----- Recorded information
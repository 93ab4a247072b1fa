// SPDX-License-Identifier: MPL-2.0
// This Source Code Form is subject to the terms of the Mozilla Public
// License, v. 2.0. If a copy of the MPL was not distributed with this
// file, You can obtain one at https://mozilla.org/MPL/2.0/.

//! The TV as seen by the bridge.
//!
//! The bridge never speaks the TV's wire protocol. It drives the TV through
//! the [`TvControl`] trait, which a transport implementation provides.
//! [`TvHandle`] is the in-process implementation shipped with this crate:
//! it queues typed [`TvCommand`]s for a transport driver and tracks the
//! power and foreground-app state needed to answer the precondition
//! queries.
//!
//! # Architecture
//!
//! ```text
//!   CommandRouter ──TvControl──▶ TvHandle ──TvCommand──▶ TvLink ──▶ transport
//!   EventRouter ◀──TvEvent───── TvEventBus ◀──emit()──── TvLink ◀── transport
//! ```

mod handle;

pub use handle::{LIVE_TV_APP_ID, TvCommand, TvHandle, TvLink};

use tokio::sync::broadcast;

use crate::event::TvEvent;

/// Imperative control surface of a TV.
///
/// Commands are fire-and-forget: implementations must not block and report
/// delivery problems themselves, since the bus offers no way to answer a
/// command.
pub trait TvControl: Send + Sync {
    /// Switches the TV on.
    fn power_on(&self);

    /// Switches the TV off.
    fn power_off(&self);

    /// Returns whether the TV is currently powered on.
    fn is_powered_on(&self) -> bool;

    /// Returns whether the live TV application is in the foreground.
    fn is_live_tv_active(&self) -> bool;

    /// Raises the volume by one step.
    fn volume_up(&self);

    /// Lowers the volume by one step.
    fn volume_down(&self);

    /// Sets the absolute volume level.
    fn set_volume_level(&self, level: u8);

    /// Mutes or unmutes the audio.
    fn set_mute(&self, muted: bool);

    /// Switches the panel on.
    fn screen_on(&self);

    /// Switches the panel off while audio keeps playing.
    fn screen_off(&self);

    /// Launches an application by id.
    fn launch_application(&self, app_id: &str);

    /// Tunes a live TV channel by number and tuner id.
    fn open_channel(&self, number: u32, channel_id: &str);

    /// Subscribes to the TV's events.
    fn subscribe(&self) -> broadcast::Receiver<TvEvent>;
}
----------
- Task to complete
An exact copy of the lines from the one with "fn screen_off(&self);" through the final line of the entries is the whole answer.

- Answer space
    fn screen_off(&self);

    /// Launches an application by id.
    fn launch_application(&self, app_id: &str);

    /// Tunes a live TV channel by number and tuner id.
    fn open_channel(&self, number: u32, channel_id: &str);

    /// Subscribes to the TV's events.
    fn subscribe(&self) -> broadcast::Receiver<TvEvent>;
}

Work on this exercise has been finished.